The broad approach employed by Therriault and colleagues is also consistent with other recent tau PET work that has quantified tau PET SUVRs across a large cortical meta-region of interest, and with most qualitative reading scales that incorporate a cortical positive/negative dimension, with some additionally classifying the medial temporal lobe (MTL) as positive/negative (Koran et al., 2020; Sonni et al., 2020). Taken together, these studies highlight the ability to capture a progression that is consistent with Braak staging in vivo (focal EC tau, greater MTL tau, then eventually some cortical involvement), and confirm that progression along this staging framework is associated with worse clinical function.
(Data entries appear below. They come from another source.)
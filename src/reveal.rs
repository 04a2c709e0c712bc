//! Reveal and split post-processing
//!
//! The aggregate graph collapses every module to one super-node. Consumers
//! can selectively re-expand it:
//!
//! - [`RevealEngine::add_reveal_paths`] re-expands a set of explicitly named
//!   callsites along their component paths, adding component-nodes and
//!   reveal edges next to the existing graph.
//! - [`RevealEngine::add_entry_callsite_paths`] fully splits one module:
//!   every edge touching its super-node is rewritten onto the matching
//!   entry-callsite component-node and the super-node is removed.
//!
//! Both operations mutate the graph in place, are idempotent for the same
//! input, and treat a callsite or module with no underlying data as a
//! per-item no-op; a bad name never aborts the batch. Dropping the reveal
//! set and rebuilding restores the collapsed graph.

use crate::call_path::MODULE_SEPARATOR;
use crate::ensemble_metrics::MetricsMap;
use crate::graph_builder::component_node_metrics;
use crate::profile_record::RecordTable;
use crate::supergraph::{
    AggregateEdge, EdgeOccurrence, EdgeType, NodeId, NodeKind, Result, Supergraph,
};
use tracing::debug;

/// Counters for reveal/split inputs that had no underlying data.
#[derive(Debug, Clone, Copy, Default, PartialEq, Eq)]
pub struct RevealDiagnostics {
    /// Requested callsites with no module/component-path data.
    pub unknown_callsites: usize,
    /// Component-path pairs skipped because inserting them would have
    /// created a 2-cycle (recursive component chains).
    pub skipped_pairs: usize,
}

/// Post-processor over a finished graph, backed by the same table and
/// metrics the graph was built from.
pub struct RevealEngine<'a> {
    table: &'a RecordTable,
    metrics: &'a MetricsMap,
}

impl<'a> RevealEngine<'a> {
    pub fn new(table: &'a RecordTable, metrics: &'a MetricsMap) -> Self {
        Self { table, metrics }
    }

    /// Re-expand the named callsites out of their modules' collapsed
    /// representation.
    ///
    /// Each callsite's component path is walked pairwise; every pair not
    /// already present becomes a reveal edge between component-nodes. The
    /// first pair is sourced from the module's super-node, since the module
    /// itself is the entry.
    pub fn add_reveal_paths(
        &self,
        graph: &mut Supergraph,
        callsites: &[String],
    ) -> Result<RevealDiagnostics> {
        let mut diagnostics = RevealDiagnostics::default();

        for callsite in callsites {
            let Some(component_path) = self.component_path_of(callsite) else {
                debug!(%callsite, "no component path data; reveal skipped");
                diagnostics.unknown_callsites += 1;
                continue;
            };
            let module = component_path[0].clone();

            for (i, pair) in component_path.windows(2).enumerate() {
                let (source_name, target_name) = (&pair[0], &pair[1]);
                let source_id = if i == 0 {
                    // The module itself is the entry into the component path.
                    graph.ensure_node(&module, NodeKind::SuperNode, &module, &module)?
                } else {
                    self.ensure_component(graph, &module, source_name)?
                };
                let target_id = self.ensure_component(graph, &module, target_name)?;

                if source_id == target_id || graph.has_edge(source_id, target_id) {
                    continue;
                }
                if graph.has_edge(target_id, source_id) {
                    diagnostics.skipped_pairs += 1;
                    continue;
                }

                let weights = self
                    .metrics
                    .ensemble_callsite(&module, target_name)
                    .unwrap_or_default();
                let runs: Vec<String> = self
                    .metrics
                    .runs_with_callsite(&module, target_name)
                    .map(String::from)
                    .collect();
                let mut edge = AggregateEdge::new(
                    source_id,
                    target_id,
                    EdgeOccurrence {
                        source_callsite: source_name.clone(),
                        target_callsite: target_name.clone(),
                        edge_type: EdgeType::Reveal,
                        weight: weights.inclusive,
                        exc_weight: weights.exclusive,
                        source_runs: runs.clone(),
                        target_runs: runs,
                    },
                );
                edge.finalize();
                graph.insert_edge(edge)?;
            }
        }
        Ok(diagnostics)
    }

    /// Fully split `module` into its entry-callsite component-nodes.
    ///
    /// Entry callsites are derived from the edges whose target is the
    /// module. Every incident edge is removed and re-inserted against the
    /// matching component-node with its weight recomputed from the metrics
    /// map; afterwards the now-unused super-node is removed. A module that
    /// is absent, already split, or has no incoming edges is a no-op.
    pub fn add_entry_callsite_paths(&self, graph: &mut Supergraph, module: &str) -> Result<()> {
        let Some(super_id) = graph.node_id(module) else {
            debug!(module, "module not in graph or already split; no-op");
            return Ok(());
        };
        if graph.node(super_id).map(|n| n.kind) != Some(NodeKind::SuperNode) {
            return Ok(());
        }

        let entry_callsites = self.entry_callsites_of(graph, super_id, module);
        if entry_callsites.is_empty() {
            debug!(module, "no entry callsites; split skipped");
            return Ok(());
        }

        let incident = graph.incident_edges(super_id);
        let mut removed: Vec<AggregateEdge> = Vec::with_capacity(incident.len());
        for (source, target) in incident {
            if let Some(edge) = graph.remove_edge(source, target) {
                removed.push(edge);
            }
        }

        for edge in removed {
            if edge.target == super_id {
                self.rewrite_incoming(graph, module, &entry_callsites, edge)?;
            } else {
                self.rewrite_outgoing(graph, module, &entry_callsites, edge)?;
            }
        }

        graph.remove_node(super_id)?;
        graph.finalize_edges();
        Ok(())
    }

    /// First record carrying a usable component path for `callsite`.
    fn component_path_of(&self, callsite: &str) -> Option<Vec<String>> {
        self.table
            .records()
            .iter()
            .filter(|r| r.callsite == callsite)
            .find_map(|r| {
                r.component_path
                    .as_ref()
                    .filter(|path| path.len() >= 2)
                    .cloned()
            })
    }

    fn ensure_component(
        &self,
        graph: &mut Supergraph,
        module: &str,
        callsite: &str,
    ) -> Result<NodeId> {
        let key = format!("{module}{MODULE_SEPARATOR}{callsite}");
        let id = graph.ensure_node(&key, NodeKind::ComponentNode, callsite, module)?;
        let (ensemble, runs) = component_node_metrics(self.metrics, module, callsite);
        if let Some(metrics) = ensemble {
            let node = graph.node_mut(id).expect("live component node");
            node.metrics = metrics;
            node.runs = runs;
        }
        Ok(id)
    }

    /// Entry callsites of a module: distinct `entry_callsites` across the
    /// edges targeting its super-node, restricted to callsites that really
    /// belong to the module.
    fn entry_callsites_of(
        &self,
        graph: &Supergraph,
        super_id: NodeId,
        module: &str,
    ) -> Vec<String> {
        let mut entries: Vec<String> = graph
            .in_neighbors(super_id)
            .iter()
            .filter_map(|&source| graph.edge(source, super_id))
            .flat_map(|edge| edge.entry_callsites.iter().cloned())
            .filter(|callsite| self.metrics.ensemble_callsite(module, callsite).is_some())
            .collect();
        entries.sort_unstable();
        entries.dedup();
        entries
    }

    /// Re-route an incoming edge onto the entry-callsite component-nodes.
    /// Occurrences are routed by their target callsite; attributions that
    /// match no entry callsite (callback provenance) are preserved on the
    /// first entry component so nothing is lost.
    fn rewrite_incoming(
        &self,
        graph: &mut Supergraph,
        module: &str,
        entry_callsites: &[String],
        edge: AggregateEdge,
    ) -> Result<()> {
        for entry in entry_callsites {
            let mut occurrences: Vec<EdgeOccurrence> = edge
                .occurrences
                .iter()
                .filter(|o| &o.target_callsite == entry)
                .cloned()
                .collect();
            if entry == &entry_callsites[0] {
                occurrences.extend(
                    edge.occurrences
                        .iter()
                        .filter(|o| !entry_callsites.contains(&o.target_callsite))
                        .cloned(),
                );
            }
            if occurrences.is_empty() {
                continue;
            }

            let weights = self
                .metrics
                .ensemble_callsite(module, entry)
                .unwrap_or_default();
            for occurrence in &mut occurrences {
                if occurrence.edge_type != EdgeType::Callback {
                    occurrence.weight = weights.inclusive;
                    occurrence.exc_weight = weights.exclusive;
                }
            }

            let component = self.ensure_component(graph, module, entry)?;
            self.insert_rewritten(graph, edge.source, component, occurrences)?;
        }
        Ok(())
    }

    /// Re-source an outgoing edge from every entry component: the module's
    /// components stand in for the whole expanded module.
    fn rewrite_outgoing(
        &self,
        graph: &mut Supergraph,
        module: &str,
        entry_callsites: &[String],
        edge: AggregateEdge,
    ) -> Result<()> {
        for entry in entry_callsites {
            let component = self.ensure_component(graph, module, entry)?;
            self.insert_rewritten(graph, component, edge.target, edge.occurrences.clone())?;
        }
        Ok(())
    }

    /// Insert a rewritten edge, merging with an edge already present
    /// between the endpoints (repeated splits stay idempotent).
    fn insert_rewritten(
        &self,
        graph: &mut Supergraph,
        source: NodeId,
        target: NodeId,
        occurrences: Vec<EdgeOccurrence>,
    ) -> Result<()> {
        if source == target {
            return Ok(());
        }
        if let Some(existing) = graph.edge_mut(source, target) {
            for occurrence in occurrences {
                if !existing.occurrences.contains(&occurrence) {
                    existing.occurrences.push(occurrence);
                }
            }
            existing.finalize();
            return Ok(());
        }
        let mut occurrences = occurrences.into_iter();
        let first = occurrences.next().expect("rewritten edge has occurrences");
        let mut edge = AggregateEdge::new(source, target, first);
        edge.occurrences.extend(occurrences);
        edge.finalize();
        graph.insert_edge(edge)
    }
}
Although tau PET imaging is limited by poor resolution and specificity, a key advantage of PET over postmortem analysis is the ability to survey the entire brain. In postmortem examination only a small set of regions are sampled, and this sampling is oftentimes only in one hemisphere (Hyman et al., 2012). Given this key difference, it is interesting that many tau PET studies have elected to summarize their data according to sparse sampling protocols used by postmortem research. Although this approach has the advantage of being hypothesis-driven and is clearly useful in distilling the data into relatively few labels (such as MTL tau positive/negative and cortical tau positive/negative as done in qualitative reads of tau PET), we are potentially overlooking spatial information that may be clinically important and may inform disease mechanisms.
Indeed, data-driven subtyping efforts have demonstrated heterogeneity in tau spatial patterns across the AD spectrum (Franzmeier et al., 2020; Vogel et al., 2021; Young et al., 2018; Young et al., 2022). Along these lines, Therriault and colleagues demonstrated that 7-11 percent of the atypical AD participants (behavioral/dysexecutive, logopenic PPA, PCA) included in their study were Braak-stage discordant, usually because there was cortical signal in the absence of elevated MTL signal. Additionally, the tau PET images of Braak-discordant cases shown in Extended Data Figure 2 demonstrate asymmetrical (in behavioral/dysexecutive AD and logopenic PPA) and precuneus-dominant (in PCA) tau patterns that are similar to the subtypes described by previous efforts (Vogel et al., 2021; Young et al., 2022).
Other work has suggested no difference in MTL uptake in atypical AD, though cortical patterns of tau elevations are clearly different in atypical presentations compared to typical AD (La Joie et al., 2021; Ossenkoppele et al., 2016; Petersen et al., 2019). These different trajectories (MTL-first pathways as well as variability in cortical patterns of spread both with and without MTL involvement) are intriguing and warrant further investigation regarding their time-course, underlying mechanisms, and clinical relevance. Overall, the full brain coverage provided by tau PET will allow us to go beyond Braak staging and characterize the different sources of tau heterogeneity.